La sombra de la Fed encarna la principal pesadilla. Después del aviso que pasó Ben Bernanke, un mes atrás, se pisa terreno minado. Que lo digan si no las acciones del Nikkei o los bonos del Tesoro. Los inversores ya han hecho las valijas de las economías emergentes inspirados en el lema de "no tocar", no importa que sean acciones, bonos o monedas. Pero no es sencillo hallar refugio. Acciones defensivas -como las de servicios públicos-, que funcionaron tan bien en abril, se convirtieron, desde que Bernanke dañó a los bonos, en una trampa cazabobos. La proclamada era del dólar cumplió idéntico fin. Asustó al peso mexicano, al real brasileño y al dólar australiano, que cayeron en torno al 7% frente a la divisa de EE.UU. Pero su fortaleza se derrite ante el euro o la libra. Y hasta el vapuleado yen se cobró venganza -volviendo a cruzar el Rubicón de las 100 unidades por dólar- en una contraofensiva que dejó un tendal. La incertidumbre que causa la Fed tiene que ver con esta profusión de estallidos diversos, no con lo que vaya a decidir el 19 de junio.

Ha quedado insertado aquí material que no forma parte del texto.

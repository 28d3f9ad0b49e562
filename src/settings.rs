use serde::{Deserialize, Serialize};
use std::collections::HashMap;
use std::fmt;
use std::path::{Path, PathBuf};
use std::str::FromStr;
use thiserror::Error;

const STATE_FILE_NAME: &str = "operator_agent.json";

const DEFAULT_MODEL: &str = "gpt-4.1";
const DEFAULT_BASE_URL: &str = "https://api.openai.com/v1";
const DEFAULT_TABLE_NAME: &str = "TestTable";
const DEFAULT_BRIDGE_URL: &str = "http://127.0.0.1:34115";
const DEFAULT_BIND_ADDR: &str = "0.0.0.0:8000";
const DEFAULT_MAX_ACTIONS: u32 = 30;
const DEFAULT_KEEPALIVE_SECS: u64 = 30;

/// Prefix used for placeholder store ids; such stores never enable file search.
pub const MOCK_VECTOR_STORE_PREFIX: &str = "vs_mock_";

#[derive(Error, Debug)]
pub enum SettingsError {
    #[error("State file error: {0}")]
    Io(#[from] std::io::Error),
    #[error("State file is not valid JSON: {0}")]
    Json(#[from] serde_json::Error),
    #[error("Invalid value for {var}: {value}")]
    InvalidValue { var: &'static str, value: String },
}

#[derive(Debug, Clone, Copy, PartialEq, Eq, Serialize, Deserialize, Default)]
#[serde(rename_all = "UPPERCASE")]
pub enum ComputerMode {
    #[default]
    Mock,
    Live,
}

impl ComputerMode {
    pub fn as_str(self) -> &'static str {
        match self {
            Self::Mock => "MOCK",
            Self::Live => "LIVE",
        }
    }
}

impl fmt::Display for ComputerMode {
    fn fmt(&self, f: &mut fmt::Formatter<'_>) -> fmt::Result {
        f.write_str(self.as_str())
    }
}

impl FromStr for ComputerMode {
    type Err = SettingsError;

    fn from_str(s: &str) -> Result<Self, Self::Err> {
        match s.trim().to_ascii_uppercase().as_str() {
            "MOCK" => Ok(Self::Mock),
            "LIVE" => Ok(Self::Live),
            _ => Err(SettingsError::InvalidValue {
                var: "COMPUTER_MODE",
                value: s.to_string(),
            }),
        }
    }
}

/// Record-store credentials. Only constructed when all three are present.
#[derive(Debug, Clone, PartialEq, Eq)]
pub struct AirtableCredentials {
    pub api_key: String,
    pub base_id: String,
    pub table_name: String,
}

/// Process-wide configuration. Built once at startup, then shared read-only.
#[derive(Debug, Clone)]
pub struct Settings {
    pub openai_api_key: Option<String>,
    pub openai_model: String,
    pub openai_base_url: String,
    pub vector_store_id: Option<String>,
    pub airtable: Option<AirtableCredentials>,
    pub computer_mode: ComputerMode,
    pub computer_bridge_url: String,
    pub max_actions_per_run: u32,
    pub sandbox_dir: Option<PathBuf>,
    pub bind_addr: String,
    pub state_dir: PathBuf,
    pub keepalive_secs: u64,
}

#[derive(Debug, Default, Serialize, Deserialize)]
struct PersistedState {
    #[serde(skip_serializing_if = "Option::is_none")]
    vector_store_id: Option<String>,
    #[serde(flatten)]
    extra: serde_json::Map<String, serde_json::Value>,
}

impl Default for Settings {
    fn default() -> Self {
        Self {
            openai_api_key: None,
            openai_model: DEFAULT_MODEL.to_string(),
            openai_base_url: DEFAULT_BASE_URL.to_string(),
            vector_store_id: None,
            airtable: None,
            computer_mode: ComputerMode::Mock,
            computer_bridge_url: DEFAULT_BRIDGE_URL.to_string(),
            max_actions_per_run: DEFAULT_MAX_ACTIONS,
            sandbox_dir: None,
            bind_addr: DEFAULT_BIND_ADDR.to_string(),
            state_dir: PathBuf::from(".state"),
            keepalive_secs: DEFAULT_KEEPALIVE_SECS,
        }
    }
}

impl Settings {
    /// Load `.env`, then the process environment, then the local state file.
    pub fn load() -> Result<Self, SettingsError> {
        if let Ok(path) = dotenvy::dotenv() {
            tracing::debug!("[settings] loaded {}", path.display());
        }
        let env: HashMap<String, String> = std::env::vars().collect();
        Self::from_lookup(|key| env.get(key).cloned())
    }

    /// Build settings from any key lookup. Blank values count as absent.
    pub fn from_lookup<F>(lookup: F) -> Result<Self, SettingsError>
    where
        F: Fn(&str) -> Option<String>,
    {
        let get = |key: &str| lookup(key).filter(|v| !v.trim().is_empty());
        let defaults = Self::default();

        let computer_mode = match get("COMPUTER_MODE") {
            Some(v) => v.parse()?,
            None => ComputerMode::Mock,
        };

        let max_actions_per_run = match get("COMPUTER_MAX_ACTIONS") {
            Some(v) => v.trim().parse().map_err(|_| SettingsError::InvalidValue {
                var: "COMPUTER_MAX_ACTIONS",
                value: v.clone(),
            })?,
            None => DEFAULT_MAX_ACTIONS,
        };

        let keepalive_secs = match get("WS_KEEPALIVE_SECS") {
            Some(v) => v.trim().parse().map_err(|_| SettingsError::InvalidValue {
                var: "WS_KEEPALIVE_SECS",
                value: v.clone(),
            })?,
            None => DEFAULT_KEEPALIVE_SECS,
        };

        // all-or-nothing: a partial credential set leaves the capability off
        let airtable = match (
            get("AIRTABLE_API_KEY"),
            get("AIRTABLE_BASE_ID"),
            get("AIRTABLE_TABLE_NAME").unwrap_or_else(|| DEFAULT_TABLE_NAME.to_string()),
        ) {
            (Some(api_key), Some(base_id), table_name) => Some(AirtableCredentials {
                api_key,
                base_id,
                table_name,
            }),
            _ => None,
        };

        let mut settings = Self {
            openai_api_key: get("OPENAI_API_KEY"),
            openai_model: get("OPENAI_MODEL").unwrap_or(defaults.openai_model),
            openai_base_url: get("OPENAI_BASE_URL")
                .map(|u| u.trim_end_matches('/').to_string())
                .unwrap_or(defaults.openai_base_url),
            vector_store_id: get("OPENAI_VECTOR_STORE_ID"),
            airtable,
            computer_mode,
            computer_bridge_url: get("COMPUTER_BRIDGE_URL")
                .map(|u| u.trim_end_matches('/').to_string())
                .unwrap_or(defaults.computer_bridge_url),
            max_actions_per_run,
            sandbox_dir: get("MCP_SANDBOX_DIR").map(PathBuf::from),
            bind_addr: get("OPERATOR_BIND_ADDR").unwrap_or(defaults.bind_addr),
            state_dir: get("OPERATOR_STATE_DIR")
                .map(PathBuf::from)
                .unwrap_or(defaults.state_dir),
            keepalive_secs,
        };

        if settings.vector_store_id.is_none() {
            match read_state(&settings.state_file()) {
                Ok(state) => settings.vector_store_id = state.vector_store_id,
                Err(e) => tracing::warn!("[settings] ignoring unreadable state file: {}", e),
            }
        }

        Ok(settings)
    }

    pub fn state_file(&self) -> PathBuf {
        self.state_dir.join(STATE_FILE_NAME)
    }

    pub fn has_openai(&self) -> bool {
        self.openai_api_key.is_some()
    }

    pub fn has_vector_store(&self) -> bool {
        self.vector_store_id.is_some()
    }

    pub fn has_airtable(&self) -> bool {
        self.airtable.is_some()
    }

    /// File search needs a credential and a real (non-placeholder) store.
    pub fn file_search_enabled(&self) -> bool {
        self.has_openai()
            && self
                .vector_store_id
                .as_deref()
                .is_some_and(|id| !id.starts_with(MOCK_VECTOR_STORE_PREFIX))
    }

    /// Persist a store id to the state file and return the updated settings.
    /// Unrelated keys already in the file are preserved.
    pub fn with_persisted_vector_store(mut self, store_id: &str) -> Result<Self, SettingsError> {
        let path = self.state_file();
        let mut state = read_state(&path).unwrap_or_default();
        state.vector_store_id = Some(store_id.to_string());

        std::fs::create_dir_all(&self.state_dir)?;
        std::fs::write(&path, serde_json::to_string_pretty(&state)?)?;

        self.vector_store_id = Some(store_id.to_string());
        Ok(self)
    }
}

fn read_state(path: &Path) -> Result<PersistedState, SettingsError> {
    if !path.exists() {
        return Ok(PersistedState::default());
    }
    let raw = std::fs::read_to_string(path)?;
    Ok(serde_json::from_str(&raw)?)
}

#[cfg(test)]
mod tests {
    use super::*;

    fn lookup_from(pairs: &[(&str, &str)]) -> impl Fn(&str) -> Option<String> {
        let map: HashMap<String, String> = pairs
            .iter()
            .map(|(k, v)| ((*k).to_string(), (*v).to_string()))
            .collect();
        move |key| map.get(key).cloned()
    }

    #[test]
    fn test_defaults_without_environment() {
        let dir = tempfile::tempdir().unwrap();
        let state = dir.path().to_string_lossy().to_string();
        let settings = Settings::from_lookup(lookup_from(&[("OPERATOR_STATE_DIR", &state)])).unwrap();
        assert!(!settings.has_openai());
        assert!(!settings.has_airtable());
        assert!(!settings.has_vector_store());
        assert_eq!(settings.computer_mode, ComputerMode::Mock);
        assert_eq!(settings.max_actions_per_run, 30);
        assert_eq!(settings.computer_bridge_url, "http://127.0.0.1:34115");
    }

    #[test]
    fn test_airtable_is_all_or_nothing() {
        let partial = Settings::from_lookup(lookup_from(&[("AIRTABLE_API_KEY", "key")])).unwrap();
        assert!(!partial.has_airtable());

        let full = Settings::from_lookup(lookup_from(&[
            ("AIRTABLE_API_KEY", "key"),
            ("AIRTABLE_BASE_ID", "app123"),
        ]))
        .unwrap();
        let creds = full.airtable.unwrap();
        assert_eq!(creds.table_name, "TestTable");
    }

    #[test]
    fn test_blank_values_are_absent() {
        let settings = Settings::from_lookup(lookup_from(&[("OPENAI_API_KEY", "   ")])).unwrap();
        assert!(!settings.has_openai());
    }

    #[test]
    fn test_invalid_computer_mode_rejected() {
        let result = Settings::from_lookup(lookup_from(&[("COMPUTER_MODE", "REMOTE")]));
        assert!(matches!(result, Err(SettingsError::InvalidValue { var: "COMPUTER_MODE", .. })));
        let live = Settings::from_lookup(lookup_from(&[("COMPUTER_MODE", "live")])).unwrap();
        assert_eq!(live.computer_mode, ComputerMode::Live);
    }

    #[test]
    fn test_mock_store_disables_file_search() {
        let settings = Settings::from_lookup(lookup_from(&[
            ("OPENAI_API_KEY", "sk-test"),
            ("OPENAI_VECTOR_STORE_ID", "vs_mock_123"),
        ]))
        .unwrap();
        assert!(settings.has_vector_store());
        assert!(!settings.file_search_enabled());
    }

    #[test]
    fn test_persisted_store_id_is_reloaded() {
        let dir = tempfile::tempdir().unwrap();
        let state = dir.path().join("state").to_string_lossy().to_string();
        let lookup = lookup_from(&[("OPERATOR_STATE_DIR", &state), ("OPENAI_API_KEY", "sk-test")]);

        let settings = Settings::from_lookup(&lookup).unwrap();
        assert!(settings.vector_store_id.is_none());
        let settings = settings.with_persisted_vector_store("vs_abc").unwrap();
        assert_eq!(settings.vector_store_id.as_deref(), Some("vs_abc"));

        let reloaded = Settings::from_lookup(&lookup).unwrap();
        assert_eq!(reloaded.vector_store_id.as_deref(), Some("vs_abc"));
        assert!(reloaded.file_search_enabled());
    }
}
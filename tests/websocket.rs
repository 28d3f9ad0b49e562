use futures_util::{SinkExt, StreamExt};
use operator_agent_lib::server::{router, AppState};
use operator_agent_lib::settings::Settings;
use serde_json::Value;
use std::time::Duration;
use tokio::net::TcpStream;
use tokio_tungstenite::tungstenite::Message;
use tokio_tungstenite::{connect_async, MaybeTlsStream, WebSocketStream};

type Socket = WebSocketStream<MaybeTlsStream<TcpStream>>;

async fn spawn_server() -> String {
    spawn_server_with(Settings::default()).await
}

async fn spawn_server_with(settings: Settings) -> String {
    let app = router(AppState::new(settings));
    let listener = tokio::net::TcpListener::bind("127.0.0.1:0").await.unwrap();
    let addr = listener.local_addr().unwrap();
    tokio::spawn(async move { axum::serve(listener, app).await.unwrap() });
    format!("ws://{addr}/ws")
}

async fn next_json(socket: &mut Socket) -> Value {
    loop {
        let frame = tokio::time::timeout(Duration::from_secs(5), socket.next())
            .await
            .expect("timed out")
            .expect("socket closed")
            .unwrap();
        if let Message::Text(text) = frame {
            return serde_json::from_str(&text).unwrap();
        }
    }
}

async fn send(socket: &mut Socket, json: &str) {
    socket.send(Message::Text(json.to_string())).await.unwrap();
}

/// Read one turn and return the event types in order.
async fn read_turn(socket: &mut Socket) -> (Vec<String>, Vec<Value>) {
    let mut kinds = Vec::new();
    let mut events = Vec::new();
    loop {
        let event = next_json(socket).await;
        let kind = event["type"].as_str().unwrap().to_string();
        let done = kind == "stream_complete" || kind == "error";
        kinds.push(kind);
        events.push(event);
        if done {
            return (kinds, events);
        }
    }
}

#[tokio::test]
async fn test_event_order_for_a_task() {
    let (mut socket, _) = connect_async(spawn_server().await).await.unwrap();

    let info = next_json(&mut socket).await;
    assert_eq!(info["type"], "session_info");
    assert!(info["session_id"].as_str().is_some_and(|id| !id.is_empty()));

    send(&mut socket, r#"{"type":"task","task":"ping"}"#).await;
    let (kinds, events) = read_turn(&mut socket).await;

    assert_eq!(kinds.first().map(String::as_str), Some("stream_start"));
    assert_eq!(kinds.last().map(String::as_str), Some("stream_complete"));
    assert!(kinds[1..kinds.len() - 1].iter().all(|k| k == "text_delta"));

    let streamed: String = events
        .iter()
        .filter(|e| e["type"] == "text_delta")
        .map(|e| e["content"].as_str().unwrap())
        .collect();
    assert_eq!(events.last().unwrap()["final_text"], streamed.as_str());
}

#[tokio::test]
async fn test_control_messages_and_malformed_input() {
    let (mut socket, _) = connect_async(spawn_server().await).await.unwrap();
    next_json(&mut socket).await;

    send(&mut socket, "this is not json").await;
    send(&mut socket, r#"{"type":"ping"}"#).await;
    assert_eq!(next_json(&mut socket).await["type"], "pong");

    send(&mut socket, r#"{"type":"task","task":"hello"}"#).await;
    read_turn(&mut socket).await;

    send(&mut socket, r#"{"type":"get_history"}"#).await;
    let history = next_json(&mut socket).await;
    assert_eq!(history["type"], "history");
    assert_eq!(history["messages"].as_array().unwrap().len(), 2);
    assert_eq!(history["messages"][0]["role"], "user");

    send(&mut socket, r#"{"type":"clear_history"}"#).await;
    assert_eq!(next_json(&mut socket).await["type"], "history_cleared");
}

#[tokio::test]
async fn test_reconnect_with_session_id_restores_history() {
    let url = spawn_server().await;

    let (mut first, _) = connect_async(url.as_str()).await.unwrap();
    let session_id = next_json(&mut first).await["session_id"].as_str().unwrap().to_string();
    send(&mut first, r#"{"type":"task","task":"remember this"}"#).await;
    read_turn(&mut first).await;
    first.close(None).await.unwrap();
    // the id is resumable once the server has let go of the first socket
    while let Ok(Some(Ok(_))) = tokio::time::timeout(Duration::from_secs(5), first.next()).await {}

    let (mut second, _) = connect_async(format!("{url}?session_id={session_id}")).await.unwrap();
    let info = next_json(&mut second).await;
    assert_eq!(info["session_id"], session_id.as_str());
    assert_eq!(info["history"][0]["content"], "remember this");
}

#[tokio::test]
async fn test_silent_client_is_dropped_after_missed_pongs() {
    let url = spawn_server_with(Settings { keepalive_secs: 1, ..Settings::default() }).await;
    let (mut socket, _) = connect_async(url).await.unwrap();
    next_json(&mut socket).await;

    // not reading means the client never answers the server's pings
    tokio::time::sleep(Duration::from_secs(7)).await;

    let mut closed = false;
    while let Ok(frame) = tokio::time::timeout(Duration::from_secs(5), socket.next()).await {
        match frame {
            Some(Ok(Message::Close(_)) | Err(_)) | None => {
                closed = true;
                break;
            }
            Some(Ok(Message::Text(text))) => panic!("unexpected message {text}"),
            Some(Ok(_)) => {}
        }
    }
    assert!(closed, "server kept a silent connection open");
}

#[tokio::test]
async fn test_ponging_client_stays_connected() {
    let url = spawn_server_with(Settings { keepalive_secs: 1, ..Settings::default() }).await;
    let (mut socket, _) = connect_async(url).await.unwrap();
    next_json(&mut socket).await;

    let deadline = tokio::time::Instant::now() + Duration::from_secs(7);
    let mut pings = 0;
    while let Ok(frame) = tokio::time::timeout_at(deadline, socket.next()).await {
        match frame {
            Some(Ok(Message::Ping(_))) => {
                pings += 1;
                // the pong is queued while reading; push it out now
                socket.flush().await.unwrap();
            }
            Some(Ok(Message::Close(_)) | Err(_)) | None => panic!("connection closed despite pongs"),
            Some(Ok(_)) => {}
        }
    }
    assert!(pings >= 5, "expected regular keepalive pings, saw {pings}");

    send(&mut socket, r#"{"type":"ping"}"#).await;
    assert_eq!(next_json(&mut socket).await["type"], "pong");
}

Nunca hay certezas, pero se confía en que la Fed dejará pasar su mitin sin alterar el QE3. La tibieza del mercado laboral, la desinflación y el ajuste fiscal en curso son tres razones para no innovar (y no hacen falta las tres, bastaría cualquiera de ellas en soledad). Hay progresos en el mercado de trabajo, pero conviene situarlos en perspectiva: el ratio entre el empleo civil y la población era del 58,7% cuando se echó a rodar el QE3. Ocho meses después mermó apenas una décima. Mientras tanto, el "sequester", la poda automática del gasto público, prosigue. En julio, por caso, el Pentágono comenzará a licenciar, por períodos rotativos de once días, a 680 mil empleados civiles (de un total de 800 mil). La desinflación es otro incordio. Los precios al consumidor, los últimos doce meses, subieron sólo el 0,75%. La inflación núcleo (sin alimentos ni energía), apenas el 1,05%, la lectura más baja desde 1959. Las minutas señalan que si el proceso se profundiza habrá quienes aboguen por una ampliación del QE3, y no por su recorte.
A decir verdad, lo que Bernanke buscaba ya lo consiguió. Quería cortar la efervescencia y lo logró. Todos los negocios de arbitraje fundados en las Abenomics hoy hacen agua. ¿Pretendía que se tomara conciencia de los peligros? Pues bien, los riesgos de tasa de interés, de duración, de crédito, de descalce de monedas, de sobreexposición en categorías de activos de moda, y de súbito drenaje de la liquidez, todos ellos, recrudecieron y pasaron factura en un mes de vertiginoso carrusel. Los mercados tienen la palabra. Dejaron en pie el rally de las acciones del Dow Industrial y del S&P 500 a la manera del último mohicano que da batalla. Después de todo, Bernanke no habló de exuberancia irracional, no lo tiene incrustado entre ceja y ceja. ¿Sobrevivirá? Dependerá del temple de los inversores. No de lo que resuelva la Fed.